-- Supplied records follows --
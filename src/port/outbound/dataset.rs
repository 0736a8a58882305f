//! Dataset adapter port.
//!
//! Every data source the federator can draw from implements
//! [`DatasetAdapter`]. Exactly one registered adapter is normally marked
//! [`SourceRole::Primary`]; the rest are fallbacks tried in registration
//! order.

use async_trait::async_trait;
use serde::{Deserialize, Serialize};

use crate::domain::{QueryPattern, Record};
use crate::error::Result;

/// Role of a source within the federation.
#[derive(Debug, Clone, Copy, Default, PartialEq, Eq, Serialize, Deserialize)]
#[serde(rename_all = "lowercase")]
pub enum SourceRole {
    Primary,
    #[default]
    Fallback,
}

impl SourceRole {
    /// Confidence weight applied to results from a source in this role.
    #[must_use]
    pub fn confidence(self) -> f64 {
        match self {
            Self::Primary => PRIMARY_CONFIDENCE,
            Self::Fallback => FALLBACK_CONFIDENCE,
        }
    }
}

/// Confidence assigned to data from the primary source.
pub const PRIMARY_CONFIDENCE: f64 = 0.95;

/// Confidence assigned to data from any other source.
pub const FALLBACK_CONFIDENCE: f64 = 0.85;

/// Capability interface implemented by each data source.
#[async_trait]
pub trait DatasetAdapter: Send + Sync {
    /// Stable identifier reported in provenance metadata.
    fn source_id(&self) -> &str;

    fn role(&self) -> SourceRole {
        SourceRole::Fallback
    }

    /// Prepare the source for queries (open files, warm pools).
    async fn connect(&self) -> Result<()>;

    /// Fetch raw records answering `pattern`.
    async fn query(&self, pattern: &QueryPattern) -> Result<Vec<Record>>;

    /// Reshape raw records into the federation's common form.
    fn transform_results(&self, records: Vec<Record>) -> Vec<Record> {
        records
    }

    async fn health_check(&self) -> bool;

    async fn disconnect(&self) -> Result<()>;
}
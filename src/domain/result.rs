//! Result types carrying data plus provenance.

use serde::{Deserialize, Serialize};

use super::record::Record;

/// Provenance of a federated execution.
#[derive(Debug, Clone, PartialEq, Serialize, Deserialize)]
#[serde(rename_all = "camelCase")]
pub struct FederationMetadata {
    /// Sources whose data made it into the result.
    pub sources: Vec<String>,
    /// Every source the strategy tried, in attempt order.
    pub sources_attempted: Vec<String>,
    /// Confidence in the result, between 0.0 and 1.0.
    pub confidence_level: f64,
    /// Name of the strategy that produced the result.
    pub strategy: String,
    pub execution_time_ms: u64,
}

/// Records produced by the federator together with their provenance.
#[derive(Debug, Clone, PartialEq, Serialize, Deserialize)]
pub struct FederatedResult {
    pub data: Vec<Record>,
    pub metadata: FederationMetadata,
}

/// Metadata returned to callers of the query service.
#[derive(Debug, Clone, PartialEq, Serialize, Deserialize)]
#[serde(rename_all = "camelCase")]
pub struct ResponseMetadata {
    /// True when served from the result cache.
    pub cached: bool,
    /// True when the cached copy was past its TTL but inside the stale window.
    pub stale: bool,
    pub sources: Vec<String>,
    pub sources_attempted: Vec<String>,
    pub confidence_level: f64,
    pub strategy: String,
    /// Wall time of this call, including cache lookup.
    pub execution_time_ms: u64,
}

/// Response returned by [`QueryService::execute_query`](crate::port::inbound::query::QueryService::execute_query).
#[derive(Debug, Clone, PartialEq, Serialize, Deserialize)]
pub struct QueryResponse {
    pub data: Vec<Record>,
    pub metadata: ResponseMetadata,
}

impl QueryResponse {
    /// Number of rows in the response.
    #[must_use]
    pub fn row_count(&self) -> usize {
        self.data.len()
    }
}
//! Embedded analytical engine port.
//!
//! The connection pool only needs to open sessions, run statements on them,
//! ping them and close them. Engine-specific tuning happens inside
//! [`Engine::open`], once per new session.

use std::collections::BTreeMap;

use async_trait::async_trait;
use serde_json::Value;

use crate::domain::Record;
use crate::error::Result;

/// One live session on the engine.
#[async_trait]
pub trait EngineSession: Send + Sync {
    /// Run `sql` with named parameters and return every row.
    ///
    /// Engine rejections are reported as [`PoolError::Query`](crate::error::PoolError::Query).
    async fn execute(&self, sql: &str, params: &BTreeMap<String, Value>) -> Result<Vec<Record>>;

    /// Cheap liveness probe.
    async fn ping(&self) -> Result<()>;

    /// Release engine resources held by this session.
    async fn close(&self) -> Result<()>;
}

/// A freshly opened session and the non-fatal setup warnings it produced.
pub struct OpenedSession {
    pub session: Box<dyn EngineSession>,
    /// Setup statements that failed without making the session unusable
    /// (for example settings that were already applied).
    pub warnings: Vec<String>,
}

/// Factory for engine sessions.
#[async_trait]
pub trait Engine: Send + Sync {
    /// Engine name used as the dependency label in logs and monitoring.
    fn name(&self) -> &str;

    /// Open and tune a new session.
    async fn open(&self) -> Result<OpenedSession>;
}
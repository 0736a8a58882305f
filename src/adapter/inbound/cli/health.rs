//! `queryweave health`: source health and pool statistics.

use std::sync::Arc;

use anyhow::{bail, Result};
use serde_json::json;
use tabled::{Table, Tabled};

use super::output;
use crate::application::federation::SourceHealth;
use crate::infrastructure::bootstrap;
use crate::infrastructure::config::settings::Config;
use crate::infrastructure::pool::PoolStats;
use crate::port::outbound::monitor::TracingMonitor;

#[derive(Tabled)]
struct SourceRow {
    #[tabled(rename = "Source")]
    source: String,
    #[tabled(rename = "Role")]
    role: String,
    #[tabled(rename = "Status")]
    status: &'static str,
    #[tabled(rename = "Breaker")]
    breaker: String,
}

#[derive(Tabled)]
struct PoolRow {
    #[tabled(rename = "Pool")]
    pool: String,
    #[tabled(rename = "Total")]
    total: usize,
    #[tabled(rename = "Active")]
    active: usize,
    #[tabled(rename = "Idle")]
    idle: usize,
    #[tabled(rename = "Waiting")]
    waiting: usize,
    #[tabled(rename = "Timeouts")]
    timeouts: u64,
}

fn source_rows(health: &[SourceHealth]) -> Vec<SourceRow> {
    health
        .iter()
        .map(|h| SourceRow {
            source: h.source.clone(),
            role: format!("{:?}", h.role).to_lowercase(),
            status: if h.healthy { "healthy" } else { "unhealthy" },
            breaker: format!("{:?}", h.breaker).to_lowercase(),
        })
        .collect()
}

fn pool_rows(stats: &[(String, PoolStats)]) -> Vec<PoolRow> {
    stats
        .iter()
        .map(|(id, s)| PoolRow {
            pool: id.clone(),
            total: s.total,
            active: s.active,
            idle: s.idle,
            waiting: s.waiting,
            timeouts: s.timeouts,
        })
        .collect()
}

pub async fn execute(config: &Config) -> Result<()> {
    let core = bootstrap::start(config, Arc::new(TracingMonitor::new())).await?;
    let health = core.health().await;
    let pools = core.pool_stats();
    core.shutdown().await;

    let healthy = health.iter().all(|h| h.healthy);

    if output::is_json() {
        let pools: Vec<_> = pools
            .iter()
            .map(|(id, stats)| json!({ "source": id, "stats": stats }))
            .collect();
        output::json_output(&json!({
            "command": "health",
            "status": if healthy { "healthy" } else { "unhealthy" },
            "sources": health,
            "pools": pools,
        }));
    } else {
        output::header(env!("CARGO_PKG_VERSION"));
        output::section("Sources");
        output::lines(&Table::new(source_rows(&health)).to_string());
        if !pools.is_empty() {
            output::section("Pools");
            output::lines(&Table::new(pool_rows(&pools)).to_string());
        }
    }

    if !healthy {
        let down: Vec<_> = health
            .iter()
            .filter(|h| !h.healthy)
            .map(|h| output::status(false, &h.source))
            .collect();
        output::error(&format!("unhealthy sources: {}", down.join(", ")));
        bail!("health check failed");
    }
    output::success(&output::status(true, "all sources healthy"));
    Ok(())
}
-- Supplied records concluded --
## Activity
Whenever a line of the data above holds the word "SourceRow", it counts once; report the total number of such lines and nothing more.

## Task answer
3